** TASK TO CARRY OUT **
Read through the records. Copy each line that has the word "will".

** EXCERPTED DATA **
----

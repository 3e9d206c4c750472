mod buffer;
pub use buffer::*;

mod destroy;
pub use destroy::*;

mod device;
pub use device::*;

mod frame_resources;
pub use frame_resources::*;

mod image;
pub use image::*;

mod instance;
pub use instance::*;

mod pipeline;
pub use pipeline::*;

mod shader;
pub use shader::*;

mod surface;
pub use surface::*;

mod swapchain;
pub use swapchain::*;
mod camera;

mod input;

mod mesh;

mod renderer;
use renderer::*;

use winit::{
    dpi::LogicalSize,
    event::{ElementState, Event, KeyboardInput, VirtualKeyCode, WindowEvent},
    event_loop::{ControlFlow, EventLoop},
    window::{CursorGrabMode, WindowBuilder},
};

fn main() {
    env_logger::Builder::from_env(env_logger::Env::default().default_filter_or("info")).init();

    log::info!("Initialised logging.");

    let event_loop = EventLoop::new();

    let window = match WindowBuilder::new()
        .with_title("Anomaly")
        .with_inner_size(LogicalSize::new(800, 600))
        .build(&event_loop)
    {
        Ok(window) => window,
        Err(error) => {
            log::error!("Failed to create the window: {}", error);
            std::process::exit(1);
        }
    };

    // Capture the cursor for mouse look. Not every platform supports both grab
    // modes, so fall back from confined to locked.
    if let Err(error) = window
        .set_cursor_grab(CursorGrabMode::Confined)
        .or_else(|_| window.set_cursor_grab(CursorGrabMode::Locked))
    {
        log::warn!("Failed to grab the cursor: {}", error);
    }
    window.set_cursor_visible(false);

    let mut renderer = match Renderer::new(&window) {
        Ok(renderer) => renderer,
        Err(error) => {
            log::error!("Failed to initialise the renderer: {}", error);
            std::process::exit(1);
        }
    };

    event_loop.run(move |event, _, control_flow| {
        *control_flow = ControlFlow::Poll;

        // Handle the events first, then pass them on to the renderer.
        if let Event::WindowEvent { ref event, .. } = event {
            match event {
                WindowEvent::CloseRequested
                | WindowEvent::KeyboardInput {
                    input:
                        KeyboardInput {
                            state: ElementState::Pressed,
                            virtual_keycode: Some(VirtualKeyCode::Escape),
                            ..
                        },
                    ..
                } => {
                    *control_flow = ControlFlow::Exit;
                }
                _ => (),
            }
        }

        if let Err(error) = renderer.handle_event(&event, &window) {
            log::error!("Failed to render a frame: {}", error);
            *control_flow = ControlFlow::Exit;
        }
    });
}
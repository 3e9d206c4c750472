use std::{error::Error, marker::PhantomData};

use gpu_allocator::{vulkan::*, MemoryLocation};

use crate::*;

/// A Vulkan buffer object, allocated using gpu_allocator.
pub struct Buffer<T> {
    buffer_handle: ash::vk::Buffer,
    allocation: Allocation,
    len: usize,
    marker: PhantomData<T>,
}

impl<T: Copy> Buffer<T> {
    /// Create a new buffer of the given size, with the given usage flags and memory location.
    /// The allocated memory will be bound, and mapped if the location is host-visible.
    ///
    /// # Errors
    ///
    /// This function can error if `ash` fails to create the buffer, bind the buffer memory, or if
    /// `gpu_allocator` fails to allocate the requested memory.
    pub fn new(
        device: &Device,
        size: u64,
        usage: ash::vk::BufferUsageFlags,
        location: MemoryLocation,
    ) -> Result<Self, Box<dyn Error>> {
        let buffer_info = ash::vk::BufferCreateInfo::builder()
            .size(size)
            .usage(usage)
            .sharing_mode(ash::vk::SharingMode::EXCLUSIVE);

        let buffer = unsafe { device.handle().create_buffer(&buffer_info, None)? };

        let memory_requirements = unsafe { device.handle().get_buffer_memory_requirements(buffer) };

        let allocation_info = AllocationCreateDesc {
            name: "Buffer",
            requirements: memory_requirements,
            location,
            linear: true,
        };

        let allocation = device
            .memory_allocator()
            .lock()
            .unwrap()
            .allocate(&allocation_info)?;

        unsafe {
            device
                .handle()
                .bind_buffer_memory(buffer, allocation.memory(), allocation.offset())?
        };

        Ok(Self {
            buffer_handle: buffer,
            allocation,
            len: 0,
            marker: PhantomData,
        })
    }

    /// See [`Buffer::new`]. The buffer size will be that needed to store the given data. The data
    /// will be stored in a GPU-side buffer via a staging buffer.
    ///
    /// # Errors
    ///
    /// This function can error if either the staging or gpu-side buffers fail to be created, or if
    /// copying the data from the staging buffer to the gpu-side buffer fails.
    pub fn new_with_data(
        device: &Device,
        usage: ash::vk::BufferUsageFlags,
        data: &[T],
    ) -> Result<Self, Box<dyn Error>> {
        let data_size = (data.len() * std::mem::size_of::<T>()) as u64;

        let mut staging_buffer: Buffer<T> = Buffer::new(
            device,
            data_size,
            ash::vk::BufferUsageFlags::TRANSFER_SRC,
            MemoryLocation::CpuToGpu,
        )?;

        unsafe {
            // No need to map first or unmap after, as gpu_allocator maps the memory when allocating.
            let memory_pointer = staging_buffer
                .allocation
                .mapped_ptr()
                .ok_or("Staging buffer memory is not host-visible.")?
                .as_ptr() as *mut T;
            memory_pointer.copy_from_nonoverlapping(data.as_ptr(), data.len());
        }

        let mut destination_buffer = Buffer::new(
            device,
            data_size,
            usage | ash::vk::BufferUsageFlags::TRANSFER_DST,
            MemoryLocation::GpuOnly,
        )?;

        device.perform_immediate_submission(|command_buffer| {
            let buffer_region = ash::vk::BufferCopy::builder().size(data_size).build();

            unsafe {
                device.handle().cmd_copy_buffer(
                    command_buffer,
                    *staging_buffer.handle(),
                    *destination_buffer.handle(),
                    &[buffer_region],
                );
            }

            Ok(())
        })?;

        destination_buffer.len = data.len();

        staging_buffer.destroy(device);

        Ok(destination_buffer)
    }

    /// Create a host-visible buffer sized for a single `T`, for per-frame data
    /// such as uniforms.
    ///
    /// # Errors
    ///
    /// See [`Buffer::new`].
    pub fn new_per_frame(
        device: &Device,
        usage: ash::vk::BufferUsageFlags,
    ) -> Result<Self, Box<dyn Error>> {
        let mut buffer = Buffer::new(
            device,
            std::mem::size_of::<T>() as u64,
            usage,
            MemoryLocation::CpuToGpu,
        )?;
        buffer.len = 1;

        Ok(buffer)
    }

    /// Write a value into a host-visible buffer created with [`Buffer::new_per_frame`].
    ///
    /// # Errors
    ///
    /// This function errors if the buffer's memory is not mapped.
    pub fn write(&mut self, value: &T) -> Result<(), Box<dyn Error>> {
        unsafe {
            let memory_pointer = self
                .allocation
                .mapped_ptr()
                .ok_or("Buffer memory is not host-visible.")?
                .as_ptr() as *mut T;
            memory_pointer.copy_from_nonoverlapping(value, 1);
        }

        Ok(())
    }

    pub fn handle(&self) -> &ash::vk::Buffer {
        &self.buffer_handle
    }

    /// The number of elements of `T` stored in the buffer.
    pub fn len(&self) -> usize {
        self.len
    }

    pub fn is_empty(&self) -> bool {
        self.len == 0
    }
}

impl<T> Destroy for Buffer<T> {
    fn destroy(&mut self, device: &Device) {
        unsafe {
            device
                .memory_allocator()
                .lock()
                .unwrap()
                .free(std::mem::take(&mut self.allocation))
                .unwrap_or_else(|error| {
                    log::error!("Failed to free buffer memory: {}", error);
                });

            device.handle().destroy_buffer(self.buffer_handle, None);
        }
    }
}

----

** ANSWER SECTION **
    /// The allocated memory will be bound, and mapped if the location is host-visible.
    /// See [`Buffer::new`]. The buffer size will be that needed to store the given data. The data
    /// will be stored in a GPU-side buffer via a staging buffer.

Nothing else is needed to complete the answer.